Government agencies will obtain next week funds to implement the first tranche of pay hikes for their personnel, the Department of Budget and Management (DBM) announced on Wednesday.
This means funds totaling P57.91 billion will be subject to agency disposal anytime to effect President Aquino’s Executive Order (EO) 201 that granted the first of salary adjustments.
“This will ensure that they will get at least the first tranche of the pay increase that we have planned for them,” Budget Secretary Florencio Abad said in a statement.
“The Human Resource Office of agencies will, of course, need time to implement the procedures for salary adjustment and process the release of funds to employees,” he added.

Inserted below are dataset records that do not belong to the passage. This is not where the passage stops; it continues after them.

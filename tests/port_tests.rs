//! Integration tests for port bus sessions and output routing.

use portmux::accel::{ACCEL_ADDR, INIT_SEQUENCE, REG_DATA_START};
use portmux::hal::MockHardware;
use portmux::traits::BusStop;
use portmux::{ActuatorPort, DevicePort, PinMap};

fn port(id: usize) -> ActuatorPort {
    ActuatorPort::new(&PinMap::default(), id)
}

#[test]
fn init_writes_the_full_register_sequence_in_order() {
    let mut hw = MockHardware::new();
    port(0).init(&mut hw, 5).unwrap();

    assert_eq!(hw.bus.writes_to(ACCEL_ADDR), INIT_SEQUENCE.to_vec());
    assert_eq!(hw.delay.delays, vec![5]);

    // One held-open transaction per register write, one critical section each.
    assert!(hw
        .bus
        .transactions
        .iter()
        .all(|&(addr, stop)| addr == ACCEL_ADDR && stop == BusStop::NoStop));
    assert_eq!(hw.irq.sections as usize, INIT_SEQUENCE.len());
    assert!(hw.irq.balanced());
}

#[test]
fn accel_read_selects_the_ports_bus_target() {
    let mut hw = MockHardware::new();
    hw.bus.load_vector(&[0; 6]);
    port(1).read_acc_state(&mut hw);
    assert_eq!(hw.select.current_code(), 1);

    hw.bus.load_vector(&[0; 6]);
    port(2).read_acc_state(&mut hw);
    assert_eq!(hw.select.current_code(), 2);
}

#[test]
fn accel_read_sets_pointer_then_releases_the_bus() {
    let mut hw = MockHardware::new();
    hw.bus.load_vector(&[0; 6]);
    port(0).read_acc_state(&mut hw);

    assert_eq!(hw.bus.pointer, Some(REG_DATA_START));
    assert_eq!(hw.bus.transactions, vec![(ACCEL_ADDR, BusStop::Stop)]);
    assert!(hw.irq.balanced());
}

#[test]
fn accel_read_decodes_a_full_vector() {
    let mut hw = MockHardware::new();
    hw.bus.load_vector(&[0x34, 0x12, 0x78, 0x56, 0xAB, 0xCD]);

    let reading = port(0).read_acc_state(&mut hw).unwrap();
    assert_eq!(reading.x, 0x1234);
    assert_eq!(reading.y, 0x5678);
    assert_eq!(reading.z, 0xCDABu16 as i16);
}

#[test]
fn five_byte_transfer_is_accepted() {
    let mut hw = MockHardware::new();
    hw.bus.load_vector(&[0x34, 0x12, 0x78, 0x56, 0xAB]);

    let reading = port(0).read_acc_state(&mut hw).unwrap();
    assert_eq!(reading.x, 0x1234);
    assert_eq!(reading.y, 0x5678);
    // The missing high byte of z reads as zero.
    assert_eq!(reading.z, 0x00AB);
}

#[test]
fn four_byte_transfer_is_rejected() {
    let mut hw = MockHardware::new();
    hw.bus.load_vector(&[0x34, 0x12, 0x78, 0x56]);
    assert!(port(0).read_acc_state(&mut hw).is_none());
}

#[test]
fn actuator_duty_is_scaled_onto_the_slow_controller() {
    let pinmap = PinMap::default();
    let mut hw = MockHardware::new();
    let p = ActuatorPort::new(&pinmap, 0);

    p.set_actuator_level(&mut hw, 0, 255);
    p.set_actuator_level(&mut hw, 1, 1);
    assert_eq!(hw.slow.last_duty(pinmap.slow_pwm[0][0]), Some(4080));
    assert_eq!(hw.slow.last_duty(pinmap.slow_pwm[0][1]), Some(16));
}

#[test]
fn fast_indicator_duty_is_unscaled() {
    let pinmap = PinMap::default();
    let mut hw = MockHardware::new();

    ActuatorPort::new(&pinmap, 0).set_indicator_level(&mut hw, 0, 200);
    assert_eq!(hw.fast.last_duty(pinmap.fast_pwm[0][0]), Some(200));
    assert!(hw.slow.writes.is_empty());
}

#[test]
fn device_port_routes_primary_and_secondary_slots() {
    let pinmap = PinMap::default();
    let mut hw = MockHardware::new();
    let p = DevicePort::new(&pinmap, 0);

    p.set_output_level(&mut hw, 0, 100);
    p.set_output_level(&mut hw, 2, 100);
    assert_eq!(hw.fast.last_duty(pinmap.fast_pwm[0][0]), Some(100));
    assert_eq!(hw.slow.last_duty(pinmap.slow_pwm[0][0]), Some(1600));
}

#[test]
fn out_of_range_channel_ids_are_no_ops() {
    let mut hw = MockHardware::new();
    let p = port(0);

    p.set_actuator_level(&mut hw, 2, 255);
    p.set_indicator_level(&mut hw, 9, 255);
    assert!(hw.fast.writes.is_empty());
    assert!(hw.slow.writes.is_empty());

    assert_eq!(p.read_analog_state(&mut hw, 2), 0);
    assert!(hw.analog.reads.is_empty());
}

The DBM also issued on Wednesday two circulars detailing the guidelines for EO 201 for both national and local governments.
Under the circulars, employee salaries will be adjusted retroactively to Jan. 1, 2016 for those who entered service by Dec. 31 last year.
As a result, Abad said salary differentials will be given to the 1.3 million-strong civilian personnel, including those employed by qualified state corporations, to cover for the first month of the year.
Consultants, contract workers and paid interns are not covered by the salary hike, the agency said.
“The EO effects the adoption of the same proposals in House Bill 6268 and Senate Bill 2671 for the salary increase, the grant of the mid-year bonus equivalent to one month’s basic salary and the Productivity Enhancement Incentive of P5,000,” the DBM said.
Military and uniformed personnel, meanwhile, were granted provisional and officers’ allowances in lieu of an increase in basic pay. Their hazard pay was also hiked to P390 per month from the original P240.
Disagreements on indexing military pension increase caused the delay in the signing of bills supposed to implement the pay adjustments.
The House of Representatives, where tax proposals are supposed to emanate, objected to the Senate’s move at the bicameral conference committee. Abad earlier said funds are not available for the pension hike.
The military allowances, in effect, is an “interim measure to supplement the total compensation” of uniformed personnel.
“(This is) until such time that a pension reform measure is passed in Congress that will mitigate the impact of pension indexation,” the DBM pointed out.
Funds for the increase were already allocated under the P3.002-trillion national outlay.
For national agencies, money will be sourced from the Miscellaneous Personnel Benefits Fund, while local government units will get theirs from their own budgets.
Government corporations qualified for salary hikes must source their funding from their own corporate operating budgets.
Abad has earlier expressed confidence Congress will still be able to pass the Salary Standardization Law during its last session in May.